Possui uma visão de totalidade cósmica, porém sem se render a um
misticismo vulgar. A natureza é sábia e Ailton sabe disso!
Seu
trabalho evidencia a importância do saber milenar das culturas
tradicionais e seu potencial para realizar a crítica da sociedade
moderna, seja através dos costumes, seja na maneira de produzir
conhecimento. Os saberes ocidentais segmentados dificultam a
compreensão de um organismo terra em sua totalidade, essa
segmentação faz com que um geógrafo não tenha nenhuma dúvida da
importância de uma montanha e da mata para a formação das
correntes atmosférica e umidade do ar, porém um economista
convencional desconhece completamente essa informação, vendo
naquela mata uma potencial área de plantio que sua ciência será
muito eficiente em aproveitar os recursos produzidos naquele solo.
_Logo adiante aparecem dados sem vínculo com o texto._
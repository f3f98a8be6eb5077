use crate::areas::repository::Repository;

impl Repository {
    /// Classify every path across working tree, index, and HEAD, and
    /// print the report.
    pub fn status(&self) -> anyhow::Result<()> {
        let mut index = self.index();
        index.rehydrate()?;

        let report = self.status_view().collect(&index)?;
        report.render(&mut **self.writer())
    }
}
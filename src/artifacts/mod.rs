//! Git data structures and codecs
//!
//! This module contains the core types and byte-level formats:
//!
//! - `branch`: Branch name validation and symbolic ref names
//! - `core`: Shared error kinds
//! - `database`: Database entry types
//! - `index`: Index/staging area binary format
//! - `objects`: Git object types (blob, tree, commit)
//! - `pack`: Packfile codec (read, write, delta reconstruction)
//! - `protocol`: Smart-HTTP wire framing (pkt-line, ref advertisements)
//! - `status`: Working tree status classification

pub mod branch;
pub mod core;
pub mod database;
pub mod index;
pub mod objects;
pub mod pack;
pub mod protocol;
pub mod status;
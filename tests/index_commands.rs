use predicates::prelude::predicate;

mod common;

const HELLO_OID: &str = "3b18e512dba79e4c8300dd08aeb37f8e728b8dad";

#[test]
fn add_stages_a_file_and_ls_files_lists_it() -> Result<(), Box<dyn std::error::Error>> {
    let dir = common::init_repo();
    common::write_file(&dir, "a.txt", "hello world\n");

    common::kit(&dir).args(["add", "a.txt"]).assert().success();

    common::kit(&dir)
        .arg("ls-files")
        .assert()
        .success()
        .stdout(predicate::eq("a.txt\n"));

    common::kit(&dir)
        .args(["ls-files", "-s"])
        .assert()
        .success()
        .stdout(predicate::eq(format!("100644 {HELLO_OID} a.txt\n")));

    Ok(())
}

#[test]
fn adding_the_same_path_twice_leaves_identical_index_bytes()
-> Result<(), Box<dyn std::error::Error>> {
    let dir = common::init_repo();
    let file_name = common::random_file_name();
    common::write_file(&dir, &file_name, &common::random_content());

    common::kit(&dir).args(["add", &file_name]).assert().success();
    let first = std::fs::read(dir.path().join(".git/index"))?;

    common::kit(&dir).args(["add", &file_name]).assert().success();
    let second = std::fs::read(dir.path().join(".git/index"))?;

    assert_eq!(first, second);

    Ok(())
}

#[test]
fn index_entries_are_sorted_by_path() -> Result<(), Box<dyn std::error::Error>> {
    let dir = common::init_repo();
    common::write_file(&dir, "zeta.txt", "z\n");
    common::write_file(&dir, "alpha.txt", "a\n");
    common::write_file(&dir, "sub/mid.txt", "m\n");

    common::kit(&dir)
        .args(["add", "zeta.txt", "alpha.txt", "sub/mid.txt"])
        .assert()
        .success();

    common::kit(&dir)
        .arg("ls-files")
        .assert()
        .success()
        .stdout(predicate::eq("alpha.txt\nsub/mid.txt\nzeta.txt\n"));

    Ok(())
}

#[test]
fn adding_a_directory_stages_its_files() -> Result<(), Box<dyn std::error::Error>> {
    let dir = common::init_repo();
    common::write_file(&dir, "sub/a.txt", "a\n");
    common::write_file(&dir, "sub/deep/b.txt", "b\n");

    common::kit(&dir).args(["add", "sub"]).assert().success();

    common::kit(&dir)
        .arg("ls-files")
        .assert()
        .success()
        .stdout(predicate::eq("sub/a.txt\nsub/deep/b.txt\n"));

    Ok(())
}

#[test]
fn adding_a_missing_path_is_ignored() -> Result<(), Box<dyn std::error::Error>> {
    let dir = common::init_repo();
    common::write_file(&dir, "a.txt", "hello\n");

    common::kit(&dir)
        .args(["add", "a.txt", "no-such-file.txt"])
        .assert()
        .success();

    common::kit(&dir)
        .arg("ls-files")
        .assert()
        .success()
        .stdout(predicate::eq("a.txt\n"));

    Ok(())
}

#[test]
fn reset_unstages_previously_added_paths() -> Result<(), Box<dyn std::error::Error>> {
    let dir = common::init_repo();
    common::write_file(&dir, "a.txt", "a\n");
    common::write_file(&dir, "b.txt", "b\n");
    common::kit(&dir).args(["add", "."]).assert().success();

    common::kit(&dir).args(["reset", "a.txt"]).assert().success();

    common::kit(&dir)
        .arg("ls-files")
        .assert()
        .success()
        .stdout(predicate::eq("b.txt\n"));

    Ok(())
}

#[test]
fn a_corrupted_index_is_rejected() -> Result<(), Box<dyn std::error::Error>> {
    let dir = common::init_repo();
    common::write_file(&dir, "a.txt", "hello\n");
    common::kit(&dir).args(["add", "a.txt"]).assert().success();

    let index_path = dir.path().join(".git/index");
    let mut index = std::fs::read(&index_path)?;
    let last = index.len() - 1;
    index[last] ^= 0xFF;
    std::fs::write(&index_path, index)?;

    common::kit(&dir)
        .arg("ls-files")
        .assert()
        .failure()
        .stderr(predicate::str::contains("checksum"));

    Ok(())
}

#[test]
fn replacing_a_file_with_a_directory_drops_the_stale_entry()
-> Result<(), Box<dyn std::error::Error>> {
    let dir = common::init_repo();
    common::write_file(&dir, "name", "file first\n");
    common::kit(&dir).args(["add", "name"]).assert().success();

    std::fs::remove_file(dir.path().join("name"))?;
    common::write_file(&dir, "name/inner.txt", "now a directory\n");
    common::kit(&dir).args(["add", "name"]).assert().success();

    common::kit(&dir)
        .arg("ls-files")
        .assert()
        .success()
        .stdout(predicate::eq("name/inner.txt\n"));

    Ok(())
}
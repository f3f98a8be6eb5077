//! Staging index
//!
//! The on-disk map from working-tree paths to content hashes that becomes
//! the next commit's tree. Entries are kept sorted by path; a `children`
//! map mirrors the directory hierarchy so a path can be replaced by a
//! directory (or vice versa) without leaving stale entries behind.
//!
//! The file carries a trailing SHA-1 over everything before it, written
//! last, so readers reject a half-written index.

use crate::artifacts::core::GitError;
use crate::artifacts::index::checksum::Checksum;
use crate::artifacts::index::index_entry::{ENTRY_PREFIX_SIZE, IndexEntry};
use crate::artifacts::index::index_header::IndexHeader;
use crate::artifacts::index::{HEADER_SIZE, SIGNATURE, VERSION};
use crate::artifacts::objects::object::Packable;
use std::collections::{BTreeMap, BTreeSet};
use std::ops::DerefMut;
use std::path::{Path, PathBuf};

#[derive(Debug)]
pub struct Index {
    /// Path to the index file (typically `.git/index`)
    path: Box<Path>,
    /// Tracked files by path, kept sorted
    entries: BTreeMap<Box<Path>, IndexEntry>,
    /// Directory hierarchy for parent/child conflict handling
    children: BTreeMap<Box<Path>, BTreeSet<Box<Path>>>,
    header: IndexHeader,
    /// Set when the in-memory state diverged from disk
    changed: bool,
}

impl Index {
    pub fn new(path: Box<Path>) -> Self {
        Index {
            path,
            entries: BTreeMap::new(),
            children: BTreeMap::new(),
            header: IndexHeader::new(String::from(SIGNATURE), VERSION, 0),
            changed: false,
        }
    }

    pub fn path(&self) -> &Path {
        &self.path
    }

    pub fn entry_by_path(&self, path: &Path) -> Option<&IndexEntry> {
        self.entries.get(path)
    }

    fn clear(&mut self) {
        self.entries.clear();
        self.children.clear();
        self.header = IndexHeader::empty();
        self.changed = false;
    }

    /// Load the index from disk, verifying the checksum. A missing or
    /// empty file is an empty index.
    pub fn rehydrate(&mut self) -> anyhow::Result<()> {
        if !self.path().exists() {
            self.clear();
            std::fs::File::create(self.path())?;
        }

        let mut index_file = std::fs::OpenOptions::new().read(true).open(self.path())?;
        let mut lock = file_guard::lock(&mut index_file, file_guard::Lock::Shared, 0, 1)?;

        self.clear();

        if lock.deref_mut().metadata()?.len() == 0 {
            return Ok(());
        }

        let mut reader = Checksum::new(lock);
        let entries_count = self.parse_header(&mut reader)?;
        self.parse_entries(entries_count, &mut reader)?;

        reader.verify()
    }

    fn parse_header(&self, reader: &mut Checksum) -> anyhow::Result<u32> {
        let header_bytes = reader.read(HEADER_SIZE)?;
        let header = IndexHeader::parse(&header_bytes)?;

        if header.marker != SIGNATURE {
            return Err(GitError::Corrupt("index: bad signature".to_string()).into());
        }

        if header.version != VERSION {
            return Err(
                GitError::Unsupported(format!("index version {}", header.version)).into(),
            );
        }

        Ok(header.entries_count)
    }

    fn parse_entries(&mut self, entries_count: u32, reader: &mut Checksum) -> anyhow::Result<()> {
        for _ in 0..entries_count {
            let mut entry_bytes = reader.read(ENTRY_PREFIX_SIZE)?.to_vec();

            // the path runs to its NUL terminator
            loop {
                let byte = reader.read(1)?;
                entry_bytes.push(byte[0]);
                if byte[0] == 0 {
                    break;
                }
            }

            let entry = IndexEntry::parse(&entry_bytes)?;
            self.store_entry(&entry);
        }

        self.header.entries_count = entries_count;

        Ok(())
    }

    /// Drop entries the new entry makes impossible: a file entry at any of
    /// its parent paths, and any children if the entry replaces a
    /// directory.
    fn discard_conflicts(&mut self, entry: &IndexEntry) {
        for parent in entry.parent_dirs() {
            self.remove_entry(parent);
        }
        self.remove_children(entry.name.as_path());
    }

    fn store_entry(&mut self, entry: &IndexEntry) {
        self.entries
            .insert(entry.name.clone().into_boxed_path(), entry.clone());

        for parent in entry.parent_dirs() {
            self.children
                .entry(parent.to_path_buf().into_boxed_path())
                .or_default()
                .insert(entry.name.clone().into_boxed_path());
        }
    }

    fn remove_children(&mut self, path: &Path) {
        if let Some(children) = self.children.remove(path) {
            for child in children {
                self.remove_entry(&child);
            }
        }
    }

    fn remove_entry(&mut self, path: &Path) {
        let Some(entry) = self.entries.remove(path) else {
            return;
        };

        for parent in entry.parent_dirs() {
            if let Some(children) = self.children.get_mut(parent) {
                children.remove(path);
                if children.is_empty() {
                    self.children.remove(parent);
                }
            }
        }
    }

    /// Insert or replace the entry for a path
    pub fn add(&mut self, entry: IndexEntry) {
        self.discard_conflicts(&entry);
        self.store_entry(&entry);

        self.header.entries_count = self.entries.len() as u32;
        self.changed = true;
    }

    pub fn remove(&mut self, path: &Path) {
        self.remove_entry(path);
        self.remove_children(path);

        self.header.entries_count = self.entries.len() as u32;
        self.changed = true;
    }

    /// Write the index back: header, entries in path order, checksum last.
    /// Skipped when nothing diverged from the on-disk state.
    pub fn write_updates(&mut self) -> anyhow::Result<()> {
        if !self.changed {
            return Ok(());
        }

        let mut index_file = std::fs::OpenOptions::new()
            .write(true)
            .create(true)
            .truncate(true)
            .open(self.path())?;
        let lock = file_guard::lock(&mut index_file, file_guard::Lock::Exclusive, 0, 1)?;

        let mut writer = Checksum::new(lock);

        self.header = IndexHeader {
            entries_count: self.entries.len() as u32,
            ..self.header.clone()
        };
        writer.write(&self.header.serialize()?)?;

        for entry in self.entries() {
            writer.write(&entry.serialize()?)?;
        }

        writer.write_checksum()?;
        self.changed = false;

        Ok(())
    }

    /// Force the next `write_updates` even when no entry was touched.
    /// Rebuilding the index from scratch must land on disk whether or not
    /// the new state has any entries.
    pub fn mark_changed(&mut self) {
        self.changed = true;
    }

    pub fn entries(&self) -> impl Iterator<Item = &IndexEntry> {
        self.entries.values()
    }

    /// Tracked paths at or under the given path (`.` means everything)
    pub fn entries_under_path(&self, path: &Path) -> Vec<PathBuf> {
        self.entries
            .keys()
            .filter(|entry_path| {
                path == Path::new(".")
                    || entry_path.starts_with(path)
                    || entry_path.as_ref() == path
            })
            .map(|p| p.to_path_buf())
            .collect()
    }
}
Para Ailton, a montanha, a mata e o solo são todos integrantes do
mesmo organismo e sabidamente equilibrados, a terra nos provem a vida
se soubermos respeitar o seu equilíbrio natural. O pensamento
ocidental se considera avançado por não ter a menor compreensão da
totalidade que há por “de fora da caverna”. A ciência ocidental
possui um enorme saber e produziu importantes contribuições que
devem ser defendidos em tempos de negacionismo, porém, conhece ainda
muito pouco perto do todo existente no universo.
Ailton
questiona o antropocentrismo e o saber ocidental imposto pela chegada
dos europeus, afirma categoricamente que a terra não precisa do ser
humano para existir, ao contrário de nós que não vivemos sem ela –
quem seria o vírus destruidor do planeta? A “civilização”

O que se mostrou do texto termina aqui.